A new system of wood joinery modeled after plastic snap-fit joints was presented by Yves Weinand and Christopher Robeller, an associate professor of civil engineering and doctoral assistant, respectively, at the École Polytechnique Fédérale de Lausanne, and Paul Mayencourt, a civil engineering graduate student at the University of California at Berkeley. Flexible, tong-like forms are CNC-milled into wood panels, allowing for easy insertion into custom-cut holes, creating a hardware- and adhesive-free approach to construction.
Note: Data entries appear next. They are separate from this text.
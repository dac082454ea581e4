//! Registry - a typed view of one collection of resources.
//!
//! Objects are stored with two internal properties, `$registryType` and
//! `$registryId`, which are stripped again on read.

use ledger_store::DataCollection;
use serde::{Deserialize, Serialize};
use serde_json::Value;
use std::fmt;
use std::str::FromStr;
use tracing::{debug, warn};

use crate::error::{Result, RuntimeError};
use crate::model::DeclarationKind;
use crate::resource::Resource;
use crate::serializer::{SerializeOptions, Serializer, REGISTRY_ID_FIELD, REGISTRY_TYPE_FIELD};

/// The kind of resource a registry holds.
#[derive(Debug, Clone, Copy, PartialEq, Eq, Hash, Serialize, Deserialize)]
pub enum RegistryType {
    Asset,
    Participant,
    Transaction,
}

impl RegistryType {
    pub const ALL: [RegistryType; 3] = [
        RegistryType::Asset,
        RegistryType::Participant,
        RegistryType::Transaction,
    ];

    pub fn as_str(&self) -> &'static str {
        match self {
            RegistryType::Asset => "Asset",
            RegistryType::Participant => "Participant",
            RegistryType::Transaction => "Transaction",
        }
    }

    /// Registry type that stores instances of a declaration kind.
    pub fn for_kind(kind: DeclarationKind) -> Option<Self> {
        match kind {
            DeclarationKind::Asset => Some(RegistryType::Asset),
            DeclarationKind::Participant => Some(RegistryType::Participant),
            DeclarationKind::Transaction => Some(RegistryType::Transaction),
            DeclarationKind::Event | DeclarationKind::Concept => None,
        }
    }

    /// Backing collection ID, `{type}:{id}`.
    pub fn collection_id(&self, registry_id: &str) -> String {
        format!("{}:{}", self.as_str(), registry_id)
    }
}

impl fmt::Display for RegistryType {
    fn fmt(&self, f: &mut fmt::Formatter<'_>) -> fmt::Result {
        f.write_str(self.as_str())
    }
}

impl FromStr for RegistryType {
    type Err = RuntimeError;

    fn from_str(s: &str) -> Result<Self> {
        Self::ALL
            .into_iter()
            .find(|t| t.as_str() == s)
            .ok_or_else(|| RuntimeError::Resource(format!("Unknown registry type '{s}'")))
    }
}

/// An entry of the `$sysregistries` collection.
#[derive(Debug, Clone, PartialEq, Eq, Serialize, Deserialize)]
#[serde(rename_all = "camelCase")]
pub struct RegistryRecord {
    #[serde(rename = "type")]
    pub registry_type: RegistryType,
    pub registry_id: String,
    pub name: String,
}

impl RegistryRecord {
    pub fn collection_id(&self) -> String {
        self.registry_type.collection_id(&self.registry_id)
    }
}

#[derive(Debug, Clone, Copy, Default)]
pub struct WriteOptions {
    pub convert_resources_to_relationships: bool,
    /// Overwrite an existing resource on add.
    pub force: bool,
}

/// Anything that names a resource in a registry.
pub trait ResourceKey {
    fn resource_id(&self) -> &str;
}

impl ResourceKey for str {
    fn resource_id(&self) -> &str {
        self
    }
}

impl ResourceKey for String {
    fn resource_id(&self) -> &str {
        self
    }
}

impl ResourceKey for Resource {
    fn resource_id(&self) -> &str {
        &self.identifier
    }
}

#[derive(Debug, Clone)]
pub struct Registry {
    record: RegistryRecord,
    collection: DataCollection,
    serializer: Serializer,
}

impl Registry {
    pub fn new(record: RegistryRecord, collection: DataCollection, serializer: Serializer) -> Self {
        Self {
            record,
            collection,
            serializer,
        }
    }

    pub fn registry_type(&self) -> RegistryType {
        self.record.registry_type
    }

    pub fn id(&self) -> &str {
        &self.record.registry_id
    }

    pub fn name(&self) -> &str {
        &self.record.name
    }

    pub fn record(&self) -> &RegistryRecord {
        &self.record
    }

    pub fn serializer(&self) -> &Serializer {
        &self.serializer
    }

    /// Every resource in the registry. Objects that no longer parse against
    /// the current model are skipped.
    pub async fn get_all(&self) -> Result<Vec<Resource>> {
        let objects = self.collection.get_all().await?;
        let mut resources = Vec::with_capacity(objects.len());
        for object in objects {
            match self.serializer.from_json(&object) {
                Ok(resource) => resources.push(resource),
                Err(e) => warn!(
                    registry = %self.record.collection_id(),
                    error = %e,
                    "Skipping unreadable resource"
                ),
            }
        }
        Ok(resources)
    }

    pub async fn get(&self, id: &str) -> Result<Resource> {
        let object = self.collection.get(id).await?;
        self.serializer.from_json(&object)
    }

    pub async fn exists(&self, id: &str) -> Result<bool> {
        Ok(self.collection.exists(id).await?)
    }

    pub async fn add(&self, resource: &Resource, options: WriteOptions) -> Result<()> {
        let object = self.to_stored(resource, options)?;
        self.collection
            .add(&resource.identifier, object, options.force)
            .await?;
        debug!(registry = %self.record.collection_id(), resource = %resource.fqi(), "Resource added");
        Ok(())
    }

    /// Add resources one after another; stops at the first failure.
    pub async fn add_all(&self, resources: &[Resource], options: WriteOptions) -> Result<()> {
        for resource in resources {
            self.add(resource, options).await?;
        }
        Ok(())
    }

    pub async fn update(&self, resource: &Resource, options: WriteOptions) -> Result<()> {
        let object = self.to_stored(resource, options)?;
        self.collection.update(&resource.identifier, object).await?;
        debug!(registry = %self.record.collection_id(), resource = %resource.fqi(), "Resource updated");
        Ok(())
    }

    pub async fn update_all(&self, resources: &[Resource], options: WriteOptions) -> Result<()> {
        for resource in resources {
            self.update(resource, options).await?;
        }
        Ok(())
    }

    /// Remove by resource or by ID.
    pub async fn remove<K: ResourceKey + ?Sized>(&self, key: &K) -> Result<()> {
        let id = key.resource_id();
        self.collection.remove(id).await?;
        debug!(registry = %self.record.collection_id(), id = %id, "Resource removed");
        Ok(())
    }

    pub async fn remove_all<K: ResourceKey>(&self, keys: &[K]) -> Result<()> {
        for key in keys {
            self.remove(key).await?;
        }
        Ok(())
    }

    fn to_stored(&self, resource: &Resource, options: WriteOptions) -> Result<Value> {
        self.check_type(resource)?;
        let mut object = self.serializer.to_json(
            resource,
            SerializeOptions {
                convert_resources_to_relationships: options.convert_resources_to_relationships,
            },
        )?;
        if let Value::Object(map) = &mut object {
            map.insert(
                REGISTRY_TYPE_FIELD.to_string(),
                Value::String(self.record.registry_type.to_string()),
            );
            map.insert(
                REGISTRY_ID_FIELD.to_string(),
                Value::String(self.record.registry_id.clone()),
            );
        }
        Ok(object)
    }

    fn check_type(&self, resource: &Resource) -> Result<()> {
        let declaration = self.serializer.introspector().get(&resource.fqn())?;
        if RegistryType::for_kind(declaration.kind) != Some(self.record.registry_type) {
            return Err(RuntimeError::Resource(format!(
                "Cannot add type: {} to {}",
                declaration.kind, self.record.registry_type
            )));
        }
        Ok(())
    }
}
Justin Diles, an assistant professor of architecture at the Ohio State University, presented Plastic Stereotomy, his exploration of the use of molded, hollow, interlocking fiber-reinforced plastic forms that have a high structural integrity. This project—a modern, plastic-based masonry construction technique of fitting shapes together—was also named winner of the 2014 Tex-Fab international digital fabrication competition at ACADIA. (Read more about Diles’ project and the other Tex-Fab finalists here.)

At ACADIA, the project Plastic Stereotomy by Justin Diles, an assistant professor of architecture at the Ohio State University, was announced as the winner of the Tex-Fab 2014 international digital fabrication competition.
Justin Diles At ACADIA, the project Plastic Stereotomy by Justin Diles, an assistant professor of architecture at the Ohio State University, was announced as the winner of the Tex-Fab 2014 international digital fabrication competition.

Other experimental projects similarly explored using new or modified materials to reduce cost, construction time, weight, and the overall amount of stuff needed to build. The environmental and economic implications are easy to appreciate. But new issues arise when everything can be 3D printed and joints are custom-made for a one-off implementation. For example, what happens when a part needs to be replaced 20 years later? Can materials in these highly customized buildings be recycled down the line? Or, to paraphrase Autodesk technology futurist Jordan Brandt’s question, “What will happen to construction and building standards when everything is a custom material or component?”

These issues may seem far on the horizon, but the pilot projects and speculative materials being explored at ACADIA will likely begin popping up in the built environment, whether in bio-inspired roof forms that harvest water from fog, or in the semi-autonomous building components being developed at MIT’s Self-Assembly Lab.

In the meantime, architects will need to embrace the power of computing and programming to help the profession evolve. But, as many ACADIA presenters noted, not all staff members will need to be write code or create experimental structures. They should, however, be able to understand the potential of what computer programming can create and how these approaches can solve design problems.

“I think of software as the current or the next medium,” said visual artist and software designer Casey Reas, a professor in the Design Media Arts department at the University of California, Los Angeles, said in the conference’s closing keynote. The ability to write and understand computer code will become increasingly important to designers, he says. “It’s a way of converting ideas into form.”

For the architects and engineers that are designing the built world, these are new opportunities worth exploring.